- **Work task**
Scan the data below. Pull out each line where "PathBuf" occurs.

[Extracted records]

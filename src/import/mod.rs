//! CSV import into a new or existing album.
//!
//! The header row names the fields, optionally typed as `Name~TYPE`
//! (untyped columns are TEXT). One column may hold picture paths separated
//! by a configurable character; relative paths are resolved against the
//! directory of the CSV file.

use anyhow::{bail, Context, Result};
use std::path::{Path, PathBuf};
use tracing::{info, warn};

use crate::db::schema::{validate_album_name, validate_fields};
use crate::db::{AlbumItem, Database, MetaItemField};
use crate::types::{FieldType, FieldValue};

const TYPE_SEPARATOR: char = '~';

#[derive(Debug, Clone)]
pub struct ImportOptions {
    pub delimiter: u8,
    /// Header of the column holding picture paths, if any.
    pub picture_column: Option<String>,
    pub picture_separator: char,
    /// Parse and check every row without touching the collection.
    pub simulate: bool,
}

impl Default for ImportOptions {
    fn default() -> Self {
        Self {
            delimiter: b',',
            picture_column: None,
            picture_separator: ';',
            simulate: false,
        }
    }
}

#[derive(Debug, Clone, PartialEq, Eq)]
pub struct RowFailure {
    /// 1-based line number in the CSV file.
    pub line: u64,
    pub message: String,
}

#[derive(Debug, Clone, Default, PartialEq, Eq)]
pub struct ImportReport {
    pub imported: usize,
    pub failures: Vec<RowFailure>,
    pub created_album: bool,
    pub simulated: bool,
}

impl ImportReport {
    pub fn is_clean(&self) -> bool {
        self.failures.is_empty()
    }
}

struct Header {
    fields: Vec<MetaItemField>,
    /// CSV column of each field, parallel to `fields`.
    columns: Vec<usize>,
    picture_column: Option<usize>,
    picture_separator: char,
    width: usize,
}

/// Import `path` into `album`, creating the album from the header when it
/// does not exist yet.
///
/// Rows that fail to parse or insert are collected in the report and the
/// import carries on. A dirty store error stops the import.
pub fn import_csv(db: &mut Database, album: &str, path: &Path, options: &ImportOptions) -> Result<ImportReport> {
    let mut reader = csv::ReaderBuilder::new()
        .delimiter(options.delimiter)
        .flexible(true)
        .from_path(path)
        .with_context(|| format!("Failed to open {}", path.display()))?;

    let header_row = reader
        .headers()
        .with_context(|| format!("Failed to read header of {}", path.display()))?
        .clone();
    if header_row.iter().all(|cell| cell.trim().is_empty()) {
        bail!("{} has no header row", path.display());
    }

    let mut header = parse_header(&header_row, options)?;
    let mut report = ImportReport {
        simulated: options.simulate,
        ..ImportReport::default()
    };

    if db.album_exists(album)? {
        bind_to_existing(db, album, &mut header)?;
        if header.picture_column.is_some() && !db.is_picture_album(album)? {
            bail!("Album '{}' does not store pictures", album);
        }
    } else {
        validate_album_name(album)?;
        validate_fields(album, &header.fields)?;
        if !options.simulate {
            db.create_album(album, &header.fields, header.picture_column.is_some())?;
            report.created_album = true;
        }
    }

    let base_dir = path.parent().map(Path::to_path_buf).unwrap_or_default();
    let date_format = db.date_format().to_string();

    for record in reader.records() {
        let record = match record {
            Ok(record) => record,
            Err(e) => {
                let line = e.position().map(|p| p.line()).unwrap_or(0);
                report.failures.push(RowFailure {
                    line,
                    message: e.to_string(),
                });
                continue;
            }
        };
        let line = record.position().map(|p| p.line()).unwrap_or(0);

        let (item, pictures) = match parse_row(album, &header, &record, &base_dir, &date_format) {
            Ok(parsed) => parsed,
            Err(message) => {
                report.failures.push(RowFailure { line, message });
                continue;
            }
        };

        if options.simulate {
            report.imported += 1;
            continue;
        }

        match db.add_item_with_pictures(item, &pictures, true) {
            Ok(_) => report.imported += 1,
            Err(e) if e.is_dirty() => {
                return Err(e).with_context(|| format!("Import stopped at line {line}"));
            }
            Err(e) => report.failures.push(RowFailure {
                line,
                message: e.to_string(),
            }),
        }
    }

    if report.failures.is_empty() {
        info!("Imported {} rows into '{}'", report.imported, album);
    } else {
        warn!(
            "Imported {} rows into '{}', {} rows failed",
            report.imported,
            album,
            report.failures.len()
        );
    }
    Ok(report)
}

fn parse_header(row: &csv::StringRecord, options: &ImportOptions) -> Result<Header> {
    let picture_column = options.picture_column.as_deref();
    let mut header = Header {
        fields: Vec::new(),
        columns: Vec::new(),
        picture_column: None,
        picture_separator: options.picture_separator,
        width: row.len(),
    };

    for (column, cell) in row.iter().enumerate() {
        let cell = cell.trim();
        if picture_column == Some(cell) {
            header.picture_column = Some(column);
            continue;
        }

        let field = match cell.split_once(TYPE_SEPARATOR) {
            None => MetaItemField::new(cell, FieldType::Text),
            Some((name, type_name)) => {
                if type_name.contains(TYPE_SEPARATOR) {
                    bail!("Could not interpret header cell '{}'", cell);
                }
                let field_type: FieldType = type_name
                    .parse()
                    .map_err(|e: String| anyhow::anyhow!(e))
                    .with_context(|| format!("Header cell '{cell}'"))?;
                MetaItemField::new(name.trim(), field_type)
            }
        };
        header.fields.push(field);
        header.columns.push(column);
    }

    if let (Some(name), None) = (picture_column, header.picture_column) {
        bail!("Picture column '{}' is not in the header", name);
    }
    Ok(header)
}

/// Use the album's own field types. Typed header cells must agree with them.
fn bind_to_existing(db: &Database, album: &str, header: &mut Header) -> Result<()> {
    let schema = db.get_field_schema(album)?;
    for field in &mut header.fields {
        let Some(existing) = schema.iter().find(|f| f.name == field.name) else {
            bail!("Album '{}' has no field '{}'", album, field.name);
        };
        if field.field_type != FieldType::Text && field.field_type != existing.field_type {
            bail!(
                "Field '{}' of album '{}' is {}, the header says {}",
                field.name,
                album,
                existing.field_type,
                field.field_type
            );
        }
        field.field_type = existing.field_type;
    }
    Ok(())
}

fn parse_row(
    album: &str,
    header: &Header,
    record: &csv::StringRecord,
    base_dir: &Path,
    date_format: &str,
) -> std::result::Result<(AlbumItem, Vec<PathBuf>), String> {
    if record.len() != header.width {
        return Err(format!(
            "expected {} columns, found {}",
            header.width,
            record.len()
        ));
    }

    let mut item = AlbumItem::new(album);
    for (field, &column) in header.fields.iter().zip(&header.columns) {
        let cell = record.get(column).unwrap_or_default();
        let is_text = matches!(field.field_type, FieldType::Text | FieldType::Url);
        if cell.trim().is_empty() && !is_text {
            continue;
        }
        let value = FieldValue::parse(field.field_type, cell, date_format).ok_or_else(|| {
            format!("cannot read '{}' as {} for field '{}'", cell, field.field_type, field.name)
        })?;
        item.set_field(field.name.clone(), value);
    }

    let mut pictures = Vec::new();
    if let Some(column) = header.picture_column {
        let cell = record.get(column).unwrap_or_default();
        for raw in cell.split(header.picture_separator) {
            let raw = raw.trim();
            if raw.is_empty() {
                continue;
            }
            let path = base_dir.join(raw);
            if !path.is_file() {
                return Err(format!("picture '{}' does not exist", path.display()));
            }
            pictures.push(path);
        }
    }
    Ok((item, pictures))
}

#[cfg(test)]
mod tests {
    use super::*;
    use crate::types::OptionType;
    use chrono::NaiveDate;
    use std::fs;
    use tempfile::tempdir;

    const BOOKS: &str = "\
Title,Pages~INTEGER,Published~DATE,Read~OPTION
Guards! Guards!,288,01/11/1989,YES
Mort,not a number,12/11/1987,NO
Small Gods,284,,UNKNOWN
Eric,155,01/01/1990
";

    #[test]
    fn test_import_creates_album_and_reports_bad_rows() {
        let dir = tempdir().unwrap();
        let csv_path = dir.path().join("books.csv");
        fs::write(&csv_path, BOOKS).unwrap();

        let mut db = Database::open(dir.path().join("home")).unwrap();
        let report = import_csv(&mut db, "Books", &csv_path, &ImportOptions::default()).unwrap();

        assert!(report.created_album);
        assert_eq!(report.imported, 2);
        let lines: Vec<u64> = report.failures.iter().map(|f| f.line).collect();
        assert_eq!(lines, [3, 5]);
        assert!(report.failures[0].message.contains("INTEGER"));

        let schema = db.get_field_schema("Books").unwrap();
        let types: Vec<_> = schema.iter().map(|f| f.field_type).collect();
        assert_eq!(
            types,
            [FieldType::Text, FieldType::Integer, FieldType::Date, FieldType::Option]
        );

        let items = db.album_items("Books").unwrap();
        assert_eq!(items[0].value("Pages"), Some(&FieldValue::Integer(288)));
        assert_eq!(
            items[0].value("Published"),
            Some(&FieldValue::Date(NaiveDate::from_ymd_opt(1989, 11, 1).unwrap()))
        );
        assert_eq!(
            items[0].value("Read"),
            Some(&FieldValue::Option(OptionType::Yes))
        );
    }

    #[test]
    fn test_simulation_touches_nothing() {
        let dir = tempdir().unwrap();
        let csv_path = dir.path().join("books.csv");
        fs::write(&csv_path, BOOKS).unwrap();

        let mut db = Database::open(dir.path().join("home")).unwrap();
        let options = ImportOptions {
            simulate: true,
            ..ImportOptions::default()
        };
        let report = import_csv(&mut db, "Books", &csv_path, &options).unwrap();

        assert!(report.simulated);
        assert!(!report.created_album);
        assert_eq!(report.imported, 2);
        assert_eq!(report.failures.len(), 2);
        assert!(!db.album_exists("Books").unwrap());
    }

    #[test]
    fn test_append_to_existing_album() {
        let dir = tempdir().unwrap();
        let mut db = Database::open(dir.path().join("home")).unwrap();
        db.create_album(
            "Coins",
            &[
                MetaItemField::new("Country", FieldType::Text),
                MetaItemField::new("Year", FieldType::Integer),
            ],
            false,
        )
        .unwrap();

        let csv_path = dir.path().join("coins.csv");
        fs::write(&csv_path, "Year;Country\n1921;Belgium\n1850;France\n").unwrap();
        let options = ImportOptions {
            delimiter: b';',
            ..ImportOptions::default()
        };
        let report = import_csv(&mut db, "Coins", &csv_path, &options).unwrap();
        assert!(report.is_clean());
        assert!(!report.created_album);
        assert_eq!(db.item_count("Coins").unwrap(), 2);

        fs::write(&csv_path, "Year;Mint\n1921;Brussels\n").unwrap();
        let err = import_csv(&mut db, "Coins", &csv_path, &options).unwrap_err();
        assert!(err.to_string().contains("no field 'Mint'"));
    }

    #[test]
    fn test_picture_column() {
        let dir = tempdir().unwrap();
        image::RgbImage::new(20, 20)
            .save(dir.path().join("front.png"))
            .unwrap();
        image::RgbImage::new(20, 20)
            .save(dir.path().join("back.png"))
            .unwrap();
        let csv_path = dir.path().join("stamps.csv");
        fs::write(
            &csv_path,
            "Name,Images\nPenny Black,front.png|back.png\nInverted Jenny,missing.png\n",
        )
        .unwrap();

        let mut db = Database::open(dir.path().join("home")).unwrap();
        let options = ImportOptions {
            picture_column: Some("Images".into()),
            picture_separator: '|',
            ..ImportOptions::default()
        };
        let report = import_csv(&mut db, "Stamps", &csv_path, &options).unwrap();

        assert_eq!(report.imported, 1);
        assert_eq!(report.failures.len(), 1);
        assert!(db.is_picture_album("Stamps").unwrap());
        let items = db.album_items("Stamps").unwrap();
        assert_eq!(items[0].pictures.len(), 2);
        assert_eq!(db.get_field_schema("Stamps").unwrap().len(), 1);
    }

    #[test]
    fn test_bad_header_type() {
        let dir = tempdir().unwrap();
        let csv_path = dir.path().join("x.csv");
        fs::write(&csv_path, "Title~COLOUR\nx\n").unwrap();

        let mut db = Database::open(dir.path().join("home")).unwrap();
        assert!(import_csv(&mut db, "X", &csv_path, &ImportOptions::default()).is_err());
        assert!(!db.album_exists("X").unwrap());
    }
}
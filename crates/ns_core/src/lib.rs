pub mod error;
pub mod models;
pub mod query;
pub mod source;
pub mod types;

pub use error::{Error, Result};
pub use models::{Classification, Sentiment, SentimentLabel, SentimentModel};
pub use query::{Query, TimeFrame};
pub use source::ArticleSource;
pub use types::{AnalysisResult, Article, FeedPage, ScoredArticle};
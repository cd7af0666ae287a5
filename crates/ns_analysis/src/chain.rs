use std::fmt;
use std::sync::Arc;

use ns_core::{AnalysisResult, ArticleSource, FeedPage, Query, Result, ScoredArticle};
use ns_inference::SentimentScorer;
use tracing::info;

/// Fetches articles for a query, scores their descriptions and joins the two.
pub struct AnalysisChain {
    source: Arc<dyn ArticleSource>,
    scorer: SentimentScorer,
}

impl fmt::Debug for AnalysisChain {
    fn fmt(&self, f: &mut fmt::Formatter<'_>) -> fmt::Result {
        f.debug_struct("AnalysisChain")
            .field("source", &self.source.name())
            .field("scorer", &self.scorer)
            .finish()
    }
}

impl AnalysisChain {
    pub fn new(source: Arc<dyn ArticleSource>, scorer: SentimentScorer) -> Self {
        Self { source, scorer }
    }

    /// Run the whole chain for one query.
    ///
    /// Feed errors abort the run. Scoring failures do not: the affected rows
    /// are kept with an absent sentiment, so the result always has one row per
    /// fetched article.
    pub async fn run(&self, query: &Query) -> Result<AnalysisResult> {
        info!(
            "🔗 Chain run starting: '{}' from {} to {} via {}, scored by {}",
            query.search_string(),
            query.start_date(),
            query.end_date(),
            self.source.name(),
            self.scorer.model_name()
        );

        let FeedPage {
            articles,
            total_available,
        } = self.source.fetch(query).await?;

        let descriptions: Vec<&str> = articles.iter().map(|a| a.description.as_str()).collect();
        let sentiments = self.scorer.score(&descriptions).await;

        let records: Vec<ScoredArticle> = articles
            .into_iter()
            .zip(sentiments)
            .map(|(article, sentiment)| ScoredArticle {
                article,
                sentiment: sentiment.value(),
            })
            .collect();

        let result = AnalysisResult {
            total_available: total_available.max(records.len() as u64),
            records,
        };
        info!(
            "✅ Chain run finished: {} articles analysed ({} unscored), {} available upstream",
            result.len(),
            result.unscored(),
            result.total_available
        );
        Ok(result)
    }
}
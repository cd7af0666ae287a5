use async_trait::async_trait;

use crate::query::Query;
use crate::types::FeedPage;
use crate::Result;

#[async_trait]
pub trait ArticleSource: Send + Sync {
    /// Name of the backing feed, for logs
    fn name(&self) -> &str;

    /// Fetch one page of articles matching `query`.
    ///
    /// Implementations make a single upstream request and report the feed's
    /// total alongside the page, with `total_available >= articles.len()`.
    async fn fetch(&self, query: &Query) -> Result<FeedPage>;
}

- **Answer below**
use std::path::{Path, PathBuf};
) -> std::result::Result<(AlbumItem, Vec<PathBuf>), String> {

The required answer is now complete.